REQUIRED ACTION: In full and without alteration, transcribe the listing.

INFORMATION GIVEN:
■ ■ ■ ■ ■ ■ ■
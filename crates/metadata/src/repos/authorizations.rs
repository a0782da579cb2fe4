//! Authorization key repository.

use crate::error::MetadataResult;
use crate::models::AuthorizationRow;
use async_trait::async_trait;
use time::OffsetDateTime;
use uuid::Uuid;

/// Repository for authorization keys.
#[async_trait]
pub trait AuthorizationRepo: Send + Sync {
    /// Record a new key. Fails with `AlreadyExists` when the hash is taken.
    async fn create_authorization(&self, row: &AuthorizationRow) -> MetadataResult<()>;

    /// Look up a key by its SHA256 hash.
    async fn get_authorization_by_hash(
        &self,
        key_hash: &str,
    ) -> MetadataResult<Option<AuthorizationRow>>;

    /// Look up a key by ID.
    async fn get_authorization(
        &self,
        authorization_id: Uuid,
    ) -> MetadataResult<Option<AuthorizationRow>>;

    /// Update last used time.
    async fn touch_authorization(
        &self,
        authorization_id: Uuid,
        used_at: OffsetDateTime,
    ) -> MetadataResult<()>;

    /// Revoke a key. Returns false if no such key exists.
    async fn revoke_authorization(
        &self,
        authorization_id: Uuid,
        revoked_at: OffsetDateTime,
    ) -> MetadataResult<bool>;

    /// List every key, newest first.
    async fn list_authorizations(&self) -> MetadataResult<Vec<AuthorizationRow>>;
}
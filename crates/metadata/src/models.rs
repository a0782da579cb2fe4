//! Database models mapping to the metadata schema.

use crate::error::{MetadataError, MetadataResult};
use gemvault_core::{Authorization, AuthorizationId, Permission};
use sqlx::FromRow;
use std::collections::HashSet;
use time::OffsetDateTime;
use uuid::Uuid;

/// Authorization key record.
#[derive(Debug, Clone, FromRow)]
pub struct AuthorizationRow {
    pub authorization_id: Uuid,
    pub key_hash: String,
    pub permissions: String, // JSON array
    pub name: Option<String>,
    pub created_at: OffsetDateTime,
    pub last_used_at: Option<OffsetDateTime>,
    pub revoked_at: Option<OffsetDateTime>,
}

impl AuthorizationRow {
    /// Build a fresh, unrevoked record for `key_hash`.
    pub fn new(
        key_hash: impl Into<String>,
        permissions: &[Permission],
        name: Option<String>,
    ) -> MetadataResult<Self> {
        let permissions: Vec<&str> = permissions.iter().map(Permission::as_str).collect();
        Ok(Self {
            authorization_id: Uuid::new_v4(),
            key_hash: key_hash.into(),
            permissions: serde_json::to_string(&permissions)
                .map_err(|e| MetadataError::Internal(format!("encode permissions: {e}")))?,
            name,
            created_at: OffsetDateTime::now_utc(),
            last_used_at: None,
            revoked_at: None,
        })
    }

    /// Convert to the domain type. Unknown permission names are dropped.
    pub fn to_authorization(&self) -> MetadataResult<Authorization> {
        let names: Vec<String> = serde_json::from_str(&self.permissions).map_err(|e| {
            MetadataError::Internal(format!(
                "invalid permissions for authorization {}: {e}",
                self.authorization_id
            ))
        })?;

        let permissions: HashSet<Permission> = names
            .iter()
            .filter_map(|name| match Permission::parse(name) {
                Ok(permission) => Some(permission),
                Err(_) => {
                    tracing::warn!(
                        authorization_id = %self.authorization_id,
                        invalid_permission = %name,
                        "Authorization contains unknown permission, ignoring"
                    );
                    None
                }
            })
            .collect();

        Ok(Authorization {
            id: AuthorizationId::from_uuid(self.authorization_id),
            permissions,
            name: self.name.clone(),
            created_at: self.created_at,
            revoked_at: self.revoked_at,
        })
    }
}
■ ■ ■ ■ ■ ■ ■
OUTPUT OF THE EXERCISE:
filename crates/metadata/src/repos/authorizations.rs
repository a0782da579cb2fe4
//! Authorization key repository.

use crate::error::MetadataResult;
use crate::models::AuthorizationRow;
use async_trait::async_trait;
use time::OffsetDateTime;
use uuid::Uuid;

/// Repository for authorization keys.
#[async_trait]
pub trait AuthorizationRepo: Send + Sync {
    /// Record a new key. Fails with `AlreadyExists` when the hash is taken.
    async fn create_authorization(&self, row: &AuthorizationRow) -> MetadataResult<()>;

    /// Look up a key by its SHA256 hash.
    async fn get_authorization_by_hash(
        &self,
        key_hash: &str,
    ) -> MetadataResult<Option<AuthorizationRow>>;

    /// Look up a key by ID.
    async fn get_authorization(
        &self,
        authorization_id: Uuid,
    ) -> MetadataResult<Option<AuthorizationRow>>;

    /// Update last used time.
    async fn touch_authorization(
        &self,
        authorization_id: Uuid,
        used_at: OffsetDateTime,
    ) -> MetadataResult<()>;

    /// Revoke a key. Returns false if no such key exists.
    async fn revoke_authorization(
        &self,
        authorization_id: Uuid,
        revoked_at: OffsetDateTime,
    ) -> MetadataResult<bool>;

    /// List every key, newest first.
    async fn list_authorizations(&self) -> MetadataResult<Vec<AuthorizationRow>>;
}
filename crates/metadata/src/models.rs
repository a0782da579cb2fe4
//! Database models mapping to the metadata schema.

use crate::error::{MetadataError, MetadataResult};
use gemvault_core::{Authorization, AuthorizationId, Permission};
use sqlx::FromRow;
use std::collections::HashSet;
use time::OffsetDateTime;
use uuid::Uuid;

/// Authorization key record.
#[derive(Debug, Clone, FromRow)]
pub struct AuthorizationRow {
    pub authorization_id: Uuid,
    pub key_hash: String,
    pub permissions: String, // JSON array
    pub name: Option<String>,
    pub created_at: OffsetDateTime,
    pub last_used_at: Option<OffsetDateTime>,
    pub revoked_at: Option<OffsetDateTime>,
}

impl AuthorizationRow {
    /// Build a fresh, unrevoked record for `key_hash`.
    pub fn new(
        key_hash: impl Into<String>,
        permissions: &[Permission],
        name: Option<String>,
    ) -> MetadataResult<Self> {
        let permissions: Vec<&str> = permissions.iter().map(Permission::as_str).collect();
        Ok(Self {
            authorization_id: Uuid::new_v4(),
            key_hash: key_hash.into(),
            permissions: serde_json::to_string(&permissions)
                .map_err(|e| MetadataError::Internal(format!("encode permissions: {e}")))?,
            name,
            created_at: OffsetDateTime::now_utc(),
            last_used_at: None,
            revoked_at: None,
        })
    }

    /// Convert to the domain type. Unknown permission names are dropped.
    pub fn to_authorization(&self) -> MetadataResult<Authorization> {
        let names: Vec<String> = serde_json::from_str(&self.permissions).map_err(|e| {
            MetadataError::Internal(format!(
                "invalid permissions for authorization {}: {e}",
                self.authorization_id
            ))
        })?;

        let permissions: HashSet<Permission> = names
            .iter()
            .filter_map(|name| match Permission::parse(name) {
                Ok(permission) => Some(permission),
                Err(_) => {
                    tracing::warn!(
                        authorization_id = %self.authorization_id,
                        invalid_permission = %name,
                        "Authorization contains unknown permission, ignoring"
                    );
                    None
                }
            })
            .collect();

        Ok(Authorization {
            id: AuthorizationId::from_uuid(self.authorization_id),
            permissions,
            name: self.name.clone(),
            created_at: self.created_at,
            revoked_at: self.revoked_at,
        })
    }
}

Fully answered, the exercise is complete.